- **Brief**
For each line of the data below, copy it if it holds the word "metrics".

- **Information**

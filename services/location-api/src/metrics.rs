//! Query metrics recorded through the `metrics` facade.
//!
//! Rendered by the Prometheus exporter installed in `main.rs`; without an
//! installed recorder every call is a no-op.

use std::time::Duration;

use metrics::{counter, histogram};

pub const QUERIES_TOTAL: &str = "location_queries_total";
pub const QUERY_FAILURES_TOTAL: &str = "location_query_failures_total";
pub const QUERY_DURATION_SECONDS: &str = "location_query_duration_seconds";

/// Record one finished location query. `failure` is the error kind, if any.
pub fn record_query(elapsed: Duration, failure: Option<&'static str>) {
    counter!(QUERIES_TOTAL).increment(1);
    histogram!(QUERY_DURATION_SECONDS).record(elapsed.as_secs_f64());

    if let Some(kind) = failure {
        counter!(QUERY_FAILURES_TOTAL, "kind" => kind).increment(1);
    }
}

- **Answer to this task**
filename services/location-api/src/metrics.rs
//! Query metrics recorded through the `metrics` facade.
use metrics::{counter, histogram};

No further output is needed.